• [Exercise objective]: Every line of the records that holds the word "Received" should be copied.

Dataset entries:
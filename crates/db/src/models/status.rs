//! Text-backed status enums.
//!
//! Each enum maps one-to-one onto the values allowed by the matching
//! `CHECK` constraint in the migrations, and encodes/decodes as `TEXT`.

use photochanger_core::job_events;
use photochanger_core::stats::CounterKind;

/// A stored value did not match any known variant.
#[derive(Debug, thiserror::Error)]
#[error("unknown {kind} value '{value}'")]
pub struct UnknownVariant {
    pub kind: &'static str,
    pub value: String,
}

macro_rules! define_text_enum {
    (
        $(#[$meta:meta])*
        $name:ident {
            $( $(#[$vmeta:meta])* $variant:ident = $text:literal ),+ $(,)?
        }
    ) => {
        $(#[$meta])*
        #[derive(Debug, Clone, Copy, PartialEq, Eq, Hash, serde::Serialize, serde::Deserialize)]
        pub enum $name {
            $( $(#[$vmeta])* #[serde(rename = $text)] $variant ),+
        }

        impl $name {
            /// Return the stored text value.
            pub fn as_str(self) -> &'static str {
                match self {
                    $( Self::$variant => $text ),+
                }
            }
        }

        impl std::fmt::Display for $name {
            fn fmt(&self, f: &mut std::fmt::Formatter<'_>) -> std::fmt::Result {
                f.write_str(self.as_str())
            }
        }

        impl std::str::FromStr for $name {
            type Err = UnknownVariant;

            fn from_str(s: &str) -> Result<Self, Self::Err> {
                match s {
                    $( $text => Ok(Self::$variant), )+
                    other => Err(UnknownVariant {
                        kind: stringify!($name),
                        value: other.to_string(),
                    }),
                }
            }
        }

        impl sqlx::Type<sqlx::Postgres> for $name {
            fn type_info() -> sqlx::postgres::PgTypeInfo {
                <&str as sqlx::Type<sqlx::Postgres>>::type_info()
            }

            fn compatible(ty: &sqlx::postgres::PgTypeInfo) -> bool {
                <&str as sqlx::Type<sqlx::Postgres>>::compatible(ty)
            }
        }

        impl<'q> sqlx::Encode<'q, sqlx::Postgres> for $name {
            fn encode_by_ref(
                &self,
                buf: &mut sqlx::postgres::PgArgumentBuffer,
            ) -> Result<sqlx::encode::IsNull, sqlx::error::BoxDynError> {
                <&str as sqlx::Encode<'q, sqlx::Postgres>>::encode_by_ref(&self.as_str(), buf)
            }
        }

        impl<'r> sqlx::Decode<'r, sqlx::Postgres> for $name {
            fn decode(
                value: sqlx::postgres::PgValueRef<'r>,
            ) -> Result<Self, sqlx::error::BoxDynError> {
                let text = <&str as sqlx::Decode<'r, sqlx::Postgres>>::decode(value)?;
                Ok(text.parse::<Self>()?)
            }
        }
    };
}

define_text_enum! {
    /// Queue position of a job. Terminal state is tracked by `is_finalized`.
    JobStatus {
        Pending = "pending",
        Processing = "processing",
    }
}

define_text_enum! {
    /// Why a finalized job has no result.
    FailureReason {
        Timeout = "timeout",
        ProviderError = "provider_error",
        Cancelled = "cancelled",
        ValidationError = "validation_error",
    }
}

define_text_enum! {
    /// Audit status of a `processing_logs` entry.
    ProcessingStatus {
        Received = "received",
        Dispatched = "dispatched",
        ProviderResponded = "provider_responded",
        Succeeded = "succeeded",
        Timeout = "timeout",
        ProviderError = "provider_error",
        Cancelled = "cancelled",
        Failed = "failed",
    }
}

define_text_enum! {
    /// Lifetime class of a stored media object.
    MediaScope {
        TempPayload = "temp_payload",
        Result = "result",
        Template = "template",
    }
}

impl FailureReason {
    /// Audit status written when a job fails for this reason.
    pub fn log_status(self) -> ProcessingStatus {
        match self {
            Self::Timeout => ProcessingStatus::Timeout,
            Self::ProviderError => ProcessingStatus::ProviderError,
            Self::Cancelled => ProcessingStatus::Cancelled,
            Self::ValidationError => ProcessingStatus::Failed,
        }
    }

    /// Event type published when a job fails for this reason.
    pub fn event_type(self) -> &'static str {
        match self {
            Self::Timeout => job_events::EVENT_JOB_TIMED_OUT,
            Self::Cancelled => job_events::EVENT_JOB_CANCELLED,
            Self::ProviderError | Self::ValidationError => job_events::EVENT_JOB_FAILED,
        }
    }
}

impl ProcessingStatus {
    /// Aggregate counter this status contributes to, if any.
    pub fn counter(self) -> Option<CounterKind> {
        match self {
            Self::Received => Some(CounterKind::Ingest),
            Self::Succeeded => Some(CounterKind::Success),
            Self::Timeout => Some(CounterKind::Timeouts),
            Self::ProviderError => Some(CounterKind::ProviderErrors),
            Self::Cancelled => Some(CounterKind::Cancelled),
            Self::Failed => Some(CounterKind::Errors),
            Self::Dispatched | Self::ProviderResponded => None,
        }
    }

    /// Whether this status closes a job's log.
    pub fn is_terminal(self) -> bool {
        !matches!(
            self,
            Self::Received | Self::Dispatched | Self::ProviderResponded
        )
    }
}

#[cfg(test)]
mod tests {
    use super::*;

    #[test]
    fn text_values_round_trip() {
        for reason in [
            FailureReason::Timeout,
            FailureReason::ProviderError,
            FailureReason::Cancelled,
            FailureReason::ValidationError,
        ] {
            assert_eq!(reason.as_str().parse::<FailureReason>().unwrap(), reason);
        }
        assert_eq!(MediaScope::TempPayload.to_string(), "temp_payload");
    }

    #[test]
    fn unknown_text_is_rejected() {
        let err = "done".parse::<JobStatus>().unwrap_err();
        assert_eq!(err.kind, "JobStatus");
    }

    #[test]
    fn audit_only_statuses_have_no_counter() {
        assert_eq!(ProcessingStatus::Dispatched.counter(), None);
        assert_eq!(ProcessingStatus::ProviderResponded.counter(), None);
        assert_eq!(ProcessingStatus::Failed.counter(), Some(CounterKind::Errors));
        assert_eq!(ProcessingStatus::Received.counter(), Some(CounterKind::Ingest));
    }

    #[test]
    fn validation_failures_count_as_errors() {
        assert_eq!(
            FailureReason::ValidationError.log_status(),
            ProcessingStatus::Failed
        );
        assert_eq!(
            FailureReason::Timeout.event_type(),
            job_events::EVENT_JOB_TIMED_OUT
        );
    }

    #[test]
    fn serde_uses_text_values() {
        let json = serde_json::to_string(&ProcessingStatus::ProviderResponded).unwrap();
        assert_eq!(json, "\"provider_responded\"");
    }
}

• [Response]:
        Received = "received",
            Self::Received => Some(CounterKind::Ingest),
            Self::Received | Self::Dispatched | Self::ProviderResponded
        assert_eq!(ProcessingStatus::Received.counter(), Some(CounterKind::Ingest));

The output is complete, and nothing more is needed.